Activity >> Retype, word for word, every line from the one holding "self.items.contains_key(&id)" through the one holding "filename crates/engine/src/use_cases/popularity.rs" in the entries below, both included, and only those lines.

Content starts

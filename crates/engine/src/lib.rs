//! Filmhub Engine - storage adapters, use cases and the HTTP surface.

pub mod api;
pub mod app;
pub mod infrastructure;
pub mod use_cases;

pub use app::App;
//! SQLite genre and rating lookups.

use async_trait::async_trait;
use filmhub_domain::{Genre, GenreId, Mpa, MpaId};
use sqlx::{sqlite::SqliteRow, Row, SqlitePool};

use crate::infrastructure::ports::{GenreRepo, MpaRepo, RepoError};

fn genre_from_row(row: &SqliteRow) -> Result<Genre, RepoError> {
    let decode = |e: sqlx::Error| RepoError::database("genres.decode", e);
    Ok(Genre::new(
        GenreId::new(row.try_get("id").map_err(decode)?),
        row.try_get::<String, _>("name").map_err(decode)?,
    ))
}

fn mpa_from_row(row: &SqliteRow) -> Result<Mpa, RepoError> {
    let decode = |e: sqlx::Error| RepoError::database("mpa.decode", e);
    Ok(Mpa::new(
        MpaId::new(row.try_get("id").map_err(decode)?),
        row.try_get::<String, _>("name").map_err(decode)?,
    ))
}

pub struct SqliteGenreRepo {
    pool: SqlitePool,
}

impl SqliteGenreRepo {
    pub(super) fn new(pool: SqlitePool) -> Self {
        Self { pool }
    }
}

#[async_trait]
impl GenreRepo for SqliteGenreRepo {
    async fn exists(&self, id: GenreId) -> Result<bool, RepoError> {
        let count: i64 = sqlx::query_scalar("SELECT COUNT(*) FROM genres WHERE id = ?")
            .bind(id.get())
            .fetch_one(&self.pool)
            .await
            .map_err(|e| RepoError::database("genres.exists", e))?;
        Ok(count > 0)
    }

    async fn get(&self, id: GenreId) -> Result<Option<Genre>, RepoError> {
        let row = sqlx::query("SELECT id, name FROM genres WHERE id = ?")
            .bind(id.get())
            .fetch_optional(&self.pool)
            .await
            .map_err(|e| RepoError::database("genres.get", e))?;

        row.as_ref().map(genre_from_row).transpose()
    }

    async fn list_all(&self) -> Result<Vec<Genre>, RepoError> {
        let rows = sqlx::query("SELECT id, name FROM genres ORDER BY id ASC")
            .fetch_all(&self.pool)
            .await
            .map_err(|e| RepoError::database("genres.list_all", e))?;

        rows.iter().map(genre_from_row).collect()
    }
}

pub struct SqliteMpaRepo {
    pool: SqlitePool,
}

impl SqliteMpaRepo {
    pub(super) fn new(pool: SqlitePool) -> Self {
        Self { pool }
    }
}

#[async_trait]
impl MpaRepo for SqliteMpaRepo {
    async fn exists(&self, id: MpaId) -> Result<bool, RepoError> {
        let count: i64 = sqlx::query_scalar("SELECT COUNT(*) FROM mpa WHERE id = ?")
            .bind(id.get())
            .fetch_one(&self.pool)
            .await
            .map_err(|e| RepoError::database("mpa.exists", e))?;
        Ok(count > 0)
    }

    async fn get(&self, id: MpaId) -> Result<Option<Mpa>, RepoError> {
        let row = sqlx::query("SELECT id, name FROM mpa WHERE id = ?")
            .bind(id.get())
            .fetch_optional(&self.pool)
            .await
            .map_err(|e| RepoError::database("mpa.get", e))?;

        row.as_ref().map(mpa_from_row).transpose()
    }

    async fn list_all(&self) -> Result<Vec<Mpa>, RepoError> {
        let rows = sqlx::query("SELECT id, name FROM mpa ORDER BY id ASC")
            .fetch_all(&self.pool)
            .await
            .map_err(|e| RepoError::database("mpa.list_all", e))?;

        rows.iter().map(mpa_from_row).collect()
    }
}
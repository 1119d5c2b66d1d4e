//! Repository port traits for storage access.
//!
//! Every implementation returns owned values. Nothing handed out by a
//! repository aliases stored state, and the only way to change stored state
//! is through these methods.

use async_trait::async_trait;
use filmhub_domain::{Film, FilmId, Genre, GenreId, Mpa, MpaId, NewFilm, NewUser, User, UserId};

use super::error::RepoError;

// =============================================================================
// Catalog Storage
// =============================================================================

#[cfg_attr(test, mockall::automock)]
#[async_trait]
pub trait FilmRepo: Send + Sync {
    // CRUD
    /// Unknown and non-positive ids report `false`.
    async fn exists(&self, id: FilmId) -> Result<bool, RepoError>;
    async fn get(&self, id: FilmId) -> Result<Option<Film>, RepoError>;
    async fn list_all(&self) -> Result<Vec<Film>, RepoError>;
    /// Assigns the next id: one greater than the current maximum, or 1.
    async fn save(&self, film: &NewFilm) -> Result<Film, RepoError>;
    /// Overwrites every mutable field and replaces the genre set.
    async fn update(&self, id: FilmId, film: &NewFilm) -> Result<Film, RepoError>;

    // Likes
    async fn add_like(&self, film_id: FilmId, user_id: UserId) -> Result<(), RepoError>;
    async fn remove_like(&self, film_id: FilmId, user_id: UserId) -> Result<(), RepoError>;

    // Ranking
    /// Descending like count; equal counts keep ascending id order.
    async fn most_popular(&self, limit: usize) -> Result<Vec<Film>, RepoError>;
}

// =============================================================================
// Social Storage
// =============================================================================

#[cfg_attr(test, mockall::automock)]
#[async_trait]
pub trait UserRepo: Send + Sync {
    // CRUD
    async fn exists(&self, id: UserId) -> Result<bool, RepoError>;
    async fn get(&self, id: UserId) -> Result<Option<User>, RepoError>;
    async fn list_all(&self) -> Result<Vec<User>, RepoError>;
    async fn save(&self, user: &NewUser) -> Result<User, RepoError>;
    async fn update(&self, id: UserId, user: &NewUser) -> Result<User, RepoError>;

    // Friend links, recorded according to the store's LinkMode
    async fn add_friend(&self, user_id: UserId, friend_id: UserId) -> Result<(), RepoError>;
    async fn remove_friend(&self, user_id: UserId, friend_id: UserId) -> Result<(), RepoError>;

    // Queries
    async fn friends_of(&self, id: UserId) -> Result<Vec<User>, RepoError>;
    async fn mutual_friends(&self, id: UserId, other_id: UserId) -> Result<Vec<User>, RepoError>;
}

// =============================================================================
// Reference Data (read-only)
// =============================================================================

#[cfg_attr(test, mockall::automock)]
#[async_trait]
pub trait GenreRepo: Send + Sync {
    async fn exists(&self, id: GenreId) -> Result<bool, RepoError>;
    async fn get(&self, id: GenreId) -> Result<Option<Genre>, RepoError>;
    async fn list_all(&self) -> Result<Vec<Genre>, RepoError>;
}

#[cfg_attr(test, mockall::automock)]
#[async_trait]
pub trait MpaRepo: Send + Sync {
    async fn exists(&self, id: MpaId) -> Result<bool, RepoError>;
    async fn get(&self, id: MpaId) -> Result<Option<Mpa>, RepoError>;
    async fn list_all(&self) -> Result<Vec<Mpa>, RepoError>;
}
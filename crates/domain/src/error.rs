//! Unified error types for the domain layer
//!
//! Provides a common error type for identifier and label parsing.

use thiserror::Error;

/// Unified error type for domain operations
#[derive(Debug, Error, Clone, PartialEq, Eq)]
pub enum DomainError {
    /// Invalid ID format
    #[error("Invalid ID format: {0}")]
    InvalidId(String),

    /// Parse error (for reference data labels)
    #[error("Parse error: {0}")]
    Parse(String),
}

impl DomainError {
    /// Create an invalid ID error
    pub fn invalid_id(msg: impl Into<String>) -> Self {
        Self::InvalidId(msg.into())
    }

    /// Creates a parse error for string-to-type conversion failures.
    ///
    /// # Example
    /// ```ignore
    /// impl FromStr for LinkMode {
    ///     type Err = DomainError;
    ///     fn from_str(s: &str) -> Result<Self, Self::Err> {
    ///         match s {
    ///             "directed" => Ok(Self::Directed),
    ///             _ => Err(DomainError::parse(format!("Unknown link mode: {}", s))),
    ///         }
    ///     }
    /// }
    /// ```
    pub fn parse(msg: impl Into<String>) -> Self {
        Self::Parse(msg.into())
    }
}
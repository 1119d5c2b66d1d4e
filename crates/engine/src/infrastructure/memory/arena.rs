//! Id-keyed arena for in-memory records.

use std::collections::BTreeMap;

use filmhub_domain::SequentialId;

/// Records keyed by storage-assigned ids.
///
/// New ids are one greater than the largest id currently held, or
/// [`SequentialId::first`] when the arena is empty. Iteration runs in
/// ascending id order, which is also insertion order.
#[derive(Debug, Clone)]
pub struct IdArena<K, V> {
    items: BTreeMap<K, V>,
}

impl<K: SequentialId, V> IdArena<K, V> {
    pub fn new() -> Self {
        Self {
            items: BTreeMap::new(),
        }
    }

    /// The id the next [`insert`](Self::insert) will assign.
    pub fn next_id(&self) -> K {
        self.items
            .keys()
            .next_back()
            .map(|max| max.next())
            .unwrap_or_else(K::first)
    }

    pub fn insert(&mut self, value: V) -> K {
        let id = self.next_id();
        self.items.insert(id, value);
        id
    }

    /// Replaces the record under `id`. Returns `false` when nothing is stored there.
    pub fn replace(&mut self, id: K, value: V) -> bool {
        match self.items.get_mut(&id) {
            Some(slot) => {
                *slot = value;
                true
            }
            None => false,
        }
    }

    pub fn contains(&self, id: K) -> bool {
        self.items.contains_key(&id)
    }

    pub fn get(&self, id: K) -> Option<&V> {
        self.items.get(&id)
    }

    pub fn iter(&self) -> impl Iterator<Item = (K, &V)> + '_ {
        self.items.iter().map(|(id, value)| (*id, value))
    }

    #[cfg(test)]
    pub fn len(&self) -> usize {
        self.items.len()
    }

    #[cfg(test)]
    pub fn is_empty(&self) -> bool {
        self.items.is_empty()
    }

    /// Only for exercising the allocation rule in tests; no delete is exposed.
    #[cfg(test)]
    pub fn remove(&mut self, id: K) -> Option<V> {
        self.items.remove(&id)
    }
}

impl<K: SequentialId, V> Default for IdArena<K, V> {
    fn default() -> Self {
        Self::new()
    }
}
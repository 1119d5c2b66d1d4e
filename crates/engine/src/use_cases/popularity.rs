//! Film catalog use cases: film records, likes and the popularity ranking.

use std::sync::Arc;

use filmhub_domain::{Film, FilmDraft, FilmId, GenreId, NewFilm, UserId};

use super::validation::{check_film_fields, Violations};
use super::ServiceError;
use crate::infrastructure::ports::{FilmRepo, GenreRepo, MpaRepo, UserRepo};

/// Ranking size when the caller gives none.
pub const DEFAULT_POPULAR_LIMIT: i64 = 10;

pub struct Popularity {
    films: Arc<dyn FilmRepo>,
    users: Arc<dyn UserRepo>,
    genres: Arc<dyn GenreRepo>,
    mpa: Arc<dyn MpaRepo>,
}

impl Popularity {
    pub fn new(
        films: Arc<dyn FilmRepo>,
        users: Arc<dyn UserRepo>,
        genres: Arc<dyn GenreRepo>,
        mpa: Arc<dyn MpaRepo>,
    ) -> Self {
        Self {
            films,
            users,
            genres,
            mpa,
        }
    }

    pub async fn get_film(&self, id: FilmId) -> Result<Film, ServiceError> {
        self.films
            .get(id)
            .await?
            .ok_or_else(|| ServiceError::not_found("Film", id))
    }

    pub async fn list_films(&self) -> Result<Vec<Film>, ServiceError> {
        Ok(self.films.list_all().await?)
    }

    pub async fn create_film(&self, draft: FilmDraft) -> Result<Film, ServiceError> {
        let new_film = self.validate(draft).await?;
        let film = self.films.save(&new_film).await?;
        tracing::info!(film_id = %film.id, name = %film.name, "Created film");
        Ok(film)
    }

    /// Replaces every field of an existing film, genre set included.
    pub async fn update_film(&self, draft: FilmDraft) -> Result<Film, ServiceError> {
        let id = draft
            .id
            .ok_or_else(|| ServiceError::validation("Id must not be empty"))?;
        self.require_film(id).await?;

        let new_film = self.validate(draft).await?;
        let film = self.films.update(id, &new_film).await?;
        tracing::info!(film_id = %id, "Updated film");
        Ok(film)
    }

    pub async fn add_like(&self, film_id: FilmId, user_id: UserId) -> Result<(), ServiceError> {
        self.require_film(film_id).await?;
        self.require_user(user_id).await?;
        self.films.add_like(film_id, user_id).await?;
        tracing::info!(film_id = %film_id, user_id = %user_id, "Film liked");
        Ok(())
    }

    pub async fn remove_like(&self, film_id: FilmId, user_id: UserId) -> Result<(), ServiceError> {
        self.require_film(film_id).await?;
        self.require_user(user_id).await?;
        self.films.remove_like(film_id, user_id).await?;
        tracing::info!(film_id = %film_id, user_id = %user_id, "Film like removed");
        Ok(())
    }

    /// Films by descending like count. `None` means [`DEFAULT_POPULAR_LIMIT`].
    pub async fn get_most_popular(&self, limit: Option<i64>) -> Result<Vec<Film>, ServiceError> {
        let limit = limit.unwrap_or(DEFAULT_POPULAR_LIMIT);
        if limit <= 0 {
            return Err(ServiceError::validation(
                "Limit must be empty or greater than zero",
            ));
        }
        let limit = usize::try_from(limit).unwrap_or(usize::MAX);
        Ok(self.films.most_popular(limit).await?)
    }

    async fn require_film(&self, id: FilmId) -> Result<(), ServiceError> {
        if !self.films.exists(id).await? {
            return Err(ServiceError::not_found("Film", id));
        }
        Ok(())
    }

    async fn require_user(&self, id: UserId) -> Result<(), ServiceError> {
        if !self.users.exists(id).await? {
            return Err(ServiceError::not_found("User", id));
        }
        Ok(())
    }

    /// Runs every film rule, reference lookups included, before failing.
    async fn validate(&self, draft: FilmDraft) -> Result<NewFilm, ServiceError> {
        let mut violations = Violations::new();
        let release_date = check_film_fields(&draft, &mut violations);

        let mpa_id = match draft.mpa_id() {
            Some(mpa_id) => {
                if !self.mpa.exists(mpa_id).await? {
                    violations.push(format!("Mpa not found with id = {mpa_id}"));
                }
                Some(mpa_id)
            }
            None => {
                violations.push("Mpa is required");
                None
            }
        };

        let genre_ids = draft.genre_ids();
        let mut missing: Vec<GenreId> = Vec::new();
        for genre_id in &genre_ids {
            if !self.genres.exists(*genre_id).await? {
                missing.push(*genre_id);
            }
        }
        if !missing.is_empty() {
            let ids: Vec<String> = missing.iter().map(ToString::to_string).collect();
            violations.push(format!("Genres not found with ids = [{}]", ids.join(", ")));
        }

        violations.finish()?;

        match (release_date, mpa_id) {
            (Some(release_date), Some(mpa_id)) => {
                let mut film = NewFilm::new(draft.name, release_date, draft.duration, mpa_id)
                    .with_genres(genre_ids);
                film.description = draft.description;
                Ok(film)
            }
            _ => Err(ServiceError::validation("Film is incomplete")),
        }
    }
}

Content ends

Exercise response >>
        self.items.contains_key(&id)
    }

    pub fn get(&self, id: K) -> Option<&V> {
        self.items.get(&id)
    }

    pub fn iter(&self) -> impl Iterator<Item = (K, &V)> + '_ {
        self.items.iter().map(|(id, value)| (*id, value))
    }

    #[cfg(test)]
    pub fn len(&self) -> usize {
        self.items.len()
    }

    #[cfg(test)]
    pub fn is_empty(&self) -> bool {
        self.items.is_empty()
    }

    /// Only for exercising the allocation rule in tests; no delete is exposed.
    #[cfg(test)]
    pub fn remove(&mut self, id: K) -> Option<V> {
        self.items.remove(&id)
    }
}

impl<K: SequentialId, V> Default for IdArena<K, V> {
    fn default() -> Self {
        Self::new()
    }
}
repository 1119d5c2b66d1d4e
filename crates/engine/src/use_cases/popularity.rs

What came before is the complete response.